=== GIVEN RECORDS ===
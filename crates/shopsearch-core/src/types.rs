//! Domain types shared by the indexing and retrieval paths.

use serde::{Deserialize, Serialize};

pub type ProductId = String;

/// Name of the dense-vector field in every product index.
pub const VECTOR_FIELD: &str = "vector_embedding";

/// One input row as produced by a record source.
///
/// - `id`: unique product identifier, also the document key in the index
/// - `title`/`description`/`category`: free text fed to the embedder
/// - `price`: non-negative amount, stored as a numeric field
#[derive(Debug, Clone, PartialEq, Serialize, Deserialize)]
pub struct ProductRecord {
    pub id: ProductId,
    pub title: String,
    pub description: String,
    pub category: String,
    pub price: f64,
}

impl ProductRecord {
    /// Text handed to the embedder: title, description and category joined by
    /// single spaces, always in that order.
    pub fn embedding_text(&self) -> String {
        format!("{} {} {}", self.title, self.description, self.category)
    }

    /// Checks the constraints a record must meet before it is embedded.
    pub fn validate(&self) -> Result<(), String> {
        if self.id.trim().is_empty() {
            return Err("empty id".to_string());
        }
        if !self.price.is_finite() || self.price < 0.0 {
            return Err(format!("price must be a non-negative number, got {}", self.price));
        }
        Ok(())
    }
}

/// A product record together with its embedding, ready for a bulk upsert.
#[derive(Debug, Clone, PartialEq, Serialize, Deserialize)]
pub struct IndexedDocument {
    pub id: ProductId,
    pub title: String,
    pub description: String,
    pub category: String,
    pub price: f64,
    pub vector_embedding: Vec<f32>,
}

impl IndexedDocument {
    pub fn from_record(record: ProductRecord, vector_embedding: Vec<f32>) -> Self {
        Self {
            id: record.id,
            title: record.title,
            description: record.description,
            category: record.category,
            price: record.price,
            vector_embedding,
        }
    }
}

/// Similarity metric used by the ANN index and by kNN queries.
#[derive(Debug, Clone, Copy, PartialEq, Eq, Serialize, Deserialize, Default)]
#[serde(rename_all = "snake_case")]
pub enum Similarity {
    #[default]
    Cosine,
    L2,
    Dot,
}

impl Similarity {
    /// Converts a distance reported by the store into a score where higher
    /// means more similar. Cosine yields the cosine similarity in `[-1, 1]`.
    pub fn score_from_distance(self, distance: f32) -> f32 {
        match self {
            Similarity::Cosine | Similarity::Dot => 1.0 - distance,
            Similarity::L2 => 1.0 / (1.0 + distance.max(0.0)),
        }
    }
}

#[derive(Debug, Clone, Copy, PartialEq, Eq, Serialize, Deserialize, Default)]
#[serde(rename_all = "snake_case")]
pub enum AnnMethod {
    #[default]
    Hnsw,
}

/// Graph construction parameters for the dense-vector field.
#[derive(Debug, Clone, PartialEq, Serialize, Deserialize)]
#[serde(default)]
pub struct AnnConfig {
    pub method: AnnMethod,
    pub metric: Similarity,
    /// Max edges per node (HNSW `M`).
    pub num_edges: u32,
    pub ef_construction: u32,
    /// IVF partitions wrapped around the HNSW graphs.
    pub num_partitions: u32,
    /// Tables smaller than this are searched exhaustively; no index is trained.
    pub min_rows: usize,
}

impl Default for AnnConfig {
    fn default() -> Self {
        Self {
            method: AnnMethod::Hnsw,
            metric: Similarity::Cosine,
            num_edges: 16,
            ef_construction: 128,
            num_partitions: 1,
            min_rows: 256,
        }
    }
}

#[derive(Debug, Clone, PartialEq, Serialize, Deserialize)]
pub struct VectorField {
    pub name: String,
    pub dimension: usize,
    pub ann: AnnConfig,
}

/// Logical schema of a product index.
#[derive(Debug, Clone, PartialEq, Serialize, Deserialize)]
pub struct IndexSchema {
    pub name: String,
    pub text_fields: Vec<String>,
    pub keyword_fields: Vec<String>,
    pub numeric_fields: Vec<String>,
    pub vector: VectorField,
}

impl IndexSchema {
    pub fn products(name: &str, dimension: usize, ann: AnnConfig) -> Self {
        Self {
            name: name.to_string(),
            text_fields: vec!["title".to_string(), "description".to_string()],
            keyword_fields: vec!["category".to_string()],
            numeric_fields: vec!["price".to_string()],
            vector: VectorField { name: VECTOR_FIELD.to_string(), dimension, ann },
        }
    }
}

/// Outcome of one document within a bulk upsert.
#[derive(Debug, Clone, PartialEq, Serialize, Deserialize)]
pub struct BulkItemStatus {
    pub id: ProductId,
    pub error: Option<String>,
}

impl BulkItemStatus {
    pub fn ok(id: impl Into<String>) -> Self { Self { id: id.into(), error: None } }
    pub fn failed(id: impl Into<String>, reason: impl Into<String>) -> Self {
        Self { id: id.into(), error: Some(reason.into()) }
    }
    pub fn is_ok(&self) -> bool { self.error.is_none() }
}

/// Per-item result of a bulk upsert. Batches are not atomic: some items may
/// be written while others fail.
#[derive(Debug, Clone, Default, PartialEq, Serialize, Deserialize)]
pub struct BulkResponse {
    pub items: Vec<BulkItemStatus>,
}

impl BulkResponse {
    pub fn all_ok<'a>(ids: impl IntoIterator<Item = &'a str>) -> Self {
        Self { items: ids.into_iter().map(BulkItemStatus::ok).collect() }
    }
    pub fn succeeded(&self) -> usize { self.items.iter().filter(|i| i.is_ok()).count() }
    pub fn failed(&self) -> usize { self.items.len() - self.succeeded() }
    pub fn failures(&self) -> impl Iterator<Item = &BulkItemStatus> { self.items.iter().filter(|i| !i.is_ok()) }
}

/// A ranked kNN hit with the stored fields of the matching document.
///
/// `score` follows [`Similarity::score_from_distance`]: higher is better.
#[derive(Debug, Clone, PartialEq, Serialize, Deserialize)]
pub struct SearchHit {
    pub id: ProductId,
    pub title: String,
    pub description: String,
    pub category: String,
    pub price: f64,
    pub score: f32,
}
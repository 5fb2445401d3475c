use std::sync::Arc;
use tracing::info;

use shopsearch_core::error::{Error, Result};
use shopsearch_core::traits::VectorStore;
use shopsearch_core::types::{AnnConfig, IndexSchema};

/// Creates and destroys product indexes. Resetting is destructive: every
/// document in the index is lost.
pub struct SchemaManager {
    store: Arc<dyn VectorStore>,
}

impl SchemaManager {
    pub fn new(store: Arc<dyn VectorStore>) -> Self { Self { store } }

    pub async fn reset_index(&self, name: &str, dimension: usize, ann: AnnConfig) -> Result<IndexSchema> {
        if dimension == 0 {
            return Err(Error::InvalidConfig("vector dimension must be at least 1".to_string()));
        }
        if name.trim().is_empty() {
            return Err(Error::InvalidConfig("index name must not be empty".to_string()));
        }
        let schema = IndexSchema::products(name, dimension, ann);
        self.store.delete_index(name, true).await?;
        self.store.create_index(&schema).await?;
        info!(index = name, dimension, metric = ?schema.vector.ann.metric, "index reset");
        Ok(schema)
    }

    pub async fn exists(&self, name: &str) -> Result<bool> {
        self.store.index_exists(name).await
    }

    /// Fails unless the index exists and its vector field holds `vector_dim`
    /// components. The error reports the stored dimension as `expected`.
    pub async fn ensure_dimension(&self, name: &str, vector_dim: usize) -> Result<()> {
        match self.store.index_dimension(name).await? {
            None => Err(Error::NotFound(format!("index '{name}'"))),
            Some(stored) if stored != vector_dim => {
                Err(Error::DimensionMismatch { index: name.to_string(), expected: stored, actual: vector_dim })
            }
            Some(_) => Ok(()),
        }
    }
}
===
__INSTRUCTIONS FOR THE TASK__.
Reproduce the entries above exactly.

__COMPLETED TASK__.
filename crates/shopsearch-core/src/types.rs
//! Domain types shared by the indexing and retrieval paths.

use serde::{Deserialize, Serialize};

pub type ProductId = String;

/// Name of the dense-vector field in every product index.
pub const VECTOR_FIELD: &str = "vector_embedding";

/// One input row as produced by a record source.
///
/// - `id`: unique product identifier, also the document key in the index
/// - `title`/`description`/`category`: free text fed to the embedder
/// - `price`: non-negative amount, stored as a numeric field
#[derive(Debug, Clone, PartialEq, Serialize, Deserialize)]
pub struct ProductRecord {
    pub id: ProductId,
    pub title: String,
    pub description: String,
    pub category: String,
    pub price: f64,
}

impl ProductRecord {
    /// Text handed to the embedder: title, description and category joined by
    /// single spaces, always in that order.
    pub fn embedding_text(&self) -> String {
        format!("{} {} {}", self.title, self.description, self.category)
    }

    /// Checks the constraints a record must meet before it is embedded.
    pub fn validate(&self) -> Result<(), String> {
        if self.id.trim().is_empty() {
            return Err("empty id".to_string());
        }
        if !self.price.is_finite() || self.price < 0.0 {
            return Err(format!("price must be a non-negative number, got {}", self.price));
        }
        Ok(())
    }
}

/// A product record together with its embedding, ready for a bulk upsert.
#[derive(Debug, Clone, PartialEq, Serialize, Deserialize)]
pub struct IndexedDocument {
    pub id: ProductId,
    pub title: String,
    pub description: String,
    pub category: String,
    pub price: f64,
    pub vector_embedding: Vec<f32>,
}

impl IndexedDocument {
    pub fn from_record(record: ProductRecord, vector_embedding: Vec<f32>) -> Self {
        Self {
            id: record.id,
            title: record.title,
            description: record.description,
            category: record.category,
            price: record.price,
            vector_embedding,
        }
    }
}

/// Similarity metric used by the ANN index and by kNN queries.
#[derive(Debug, Clone, Copy, PartialEq, Eq, Serialize, Deserialize, Default)]
#[serde(rename_all = "snake_case")]
pub enum Similarity {
    #[default]
    Cosine,
    L2,
    Dot,
}

impl Similarity {
    /// Converts a distance reported by the store into a score where higher
    /// means more similar. Cosine yields the cosine similarity in `[-1, 1]`.
    pub fn score_from_distance(self, distance: f32) -> f32 {
        match self {
            Similarity::Cosine | Similarity::Dot => 1.0 - distance,
            Similarity::L2 => 1.0 / (1.0 + distance.max(0.0)),
        }
    }
}

#[derive(Debug, Clone, Copy, PartialEq, Eq, Serialize, Deserialize, Default)]
#[serde(rename_all = "snake_case")]
pub enum AnnMethod {
    #[default]
    Hnsw,
}

/// Graph construction parameters for the dense-vector field.
#[derive(Debug, Clone, PartialEq, Serialize, Deserialize)]
#[serde(default)]
pub struct AnnConfig {
    pub method: AnnMethod,
    pub metric: Similarity,
    /// Max edges per node (HNSW `M`).
    pub num_edges: u32,
    pub ef_construction: u32,
    /// IVF partitions wrapped around the HNSW graphs.
    pub num_partitions: u32,
    /// Tables smaller than this are searched exhaustively; no index is trained.
    pub min_rows: usize,
}

impl Default for AnnConfig {
    fn default() -> Self {
        Self {
            method: AnnMethod::Hnsw,
            metric: Similarity::Cosine,
            num_edges: 16,
            ef_construction: 128,
            num_partitions: 1,
            min_rows: 256,
        }
    }
}

#[derive(Debug, Clone, PartialEq, Serialize, Deserialize)]
pub struct VectorField {
    pub name: String,
    pub dimension: usize,
    pub ann: AnnConfig,
}

/// Logical schema of a product index.
#[derive(Debug, Clone, PartialEq, Serialize, Deserialize)]
pub struct IndexSchema {
    pub name: String,
    pub text_fields: Vec<String>,
    pub keyword_fields: Vec<String>,
    pub numeric_fields: Vec<String>,
    pub vector: VectorField,
}

impl IndexSchema {
    pub fn products(name: &str, dimension: usize, ann: AnnConfig) -> Self {
        Self {
            name: name.to_string(),
            text_fields: vec!["title".to_string(), "description".to_string()],
            keyword_fields: vec!["category".to_string()],
            numeric_fields: vec!["price".to_string()],
            vector: VectorField { name: VECTOR_FIELD.to_string(), dimension, ann },
        }
    }
}

/// Outcome of one document within a bulk upsert.
#[derive(Debug, Clone, PartialEq, Serialize, Deserialize)]
pub struct BulkItemStatus {
    pub id: ProductId,
    pub error: Option<String>,
}

impl BulkItemStatus {
    pub fn ok(id: impl Into<String>) -> Self { Self { id: id.into(), error: None } }
    pub fn failed(id: impl Into<String>, reason: impl Into<String>) -> Self {
        Self { id: id.into(), error: Some(reason.into()) }
    }
    pub fn is_ok(&self) -> bool { self.error.is_none() }
}

/// Per-item result of a bulk upsert. Batches are not atomic: some items may
/// be written while others fail.
#[derive(Debug, Clone, Default, PartialEq, Serialize, Deserialize)]
pub struct BulkResponse {
    pub items: Vec<BulkItemStatus>,
}

impl BulkResponse {
    pub fn all_ok<'a>(ids: impl IntoIterator<Item = &'a str>) -> Self {
        Self { items: ids.into_iter().map(BulkItemStatus::ok).collect() }
    }
    pub fn succeeded(&self) -> usize { self.items.iter().filter(|i| i.is_ok()).count() }
    pub fn failed(&self) -> usize { self.items.len() - self.succeeded() }
    pub fn failures(&self) -> impl Iterator<Item = &BulkItemStatus> { self.items.iter().filter(|i| !i.is_ok()) }
}

/// A ranked kNN hit with the stored fields of the matching document.
///
/// `score` follows [`Similarity::score_from_distance`]: higher is better.
#[derive(Debug, Clone, PartialEq, Serialize, Deserialize)]
pub struct SearchHit {
    pub id: ProductId,
    pub title: String,
    pub description: String,
    pub category: String,
    pub price: f64,
    pub score: f32,
}
repository 5fb2445401d3475c
use std::sync::Arc;
use tracing::info;

use shopsearch_core::error::{Error, Result};
use shopsearch_core::traits::VectorStore;
use shopsearch_core::types::{AnnConfig, IndexSchema};

/// Creates and destroys product indexes. Resetting is destructive: every
/// document in the index is lost.
pub struct SchemaManager {
    store: Arc<dyn VectorStore>,
}

impl SchemaManager {
    pub fn new(store: Arc<dyn VectorStore>) -> Self { Self { store } }

    pub async fn reset_index(&self, name: &str, dimension: usize, ann: AnnConfig) -> Result<IndexSchema> {
        if dimension == 0 {
            return Err(Error::InvalidConfig("vector dimension must be at least 1".to_string()));
        }
        if name.trim().is_empty() {
            return Err(Error::InvalidConfig("index name must not be empty".to_string()));
        }
        let schema = IndexSchema::products(name, dimension, ann);
        self.store.delete_index(name, true).await?;
        self.store.create_index(&schema).await?;
        info!(index = name, dimension, metric = ?schema.vector.ann.metric, "index reset");
        Ok(schema)
    }

    pub async fn exists(&self, name: &str) -> Result<bool> {
        self.store.index_exists(name).await
    }

    /// Fails unless the index exists and its vector field holds `vector_dim`
    /// components. The error reports the stored dimension as `expected`.
    pub async fn ensure_dimension(&self, name: &str, vector_dim: usize) -> Result<()> {
        match self.store.index_dimension(name).await? {
            None => Err(Error::NotFound(format!("index '{name}'"))),
            Some(stored) if stored != vector_dim => {
                Err(Error::DimensionMismatch { index: name.to_string(), expected: stored, actual: vector_dim })
            }
            Some(_) => Ok(()),
        }
    }
}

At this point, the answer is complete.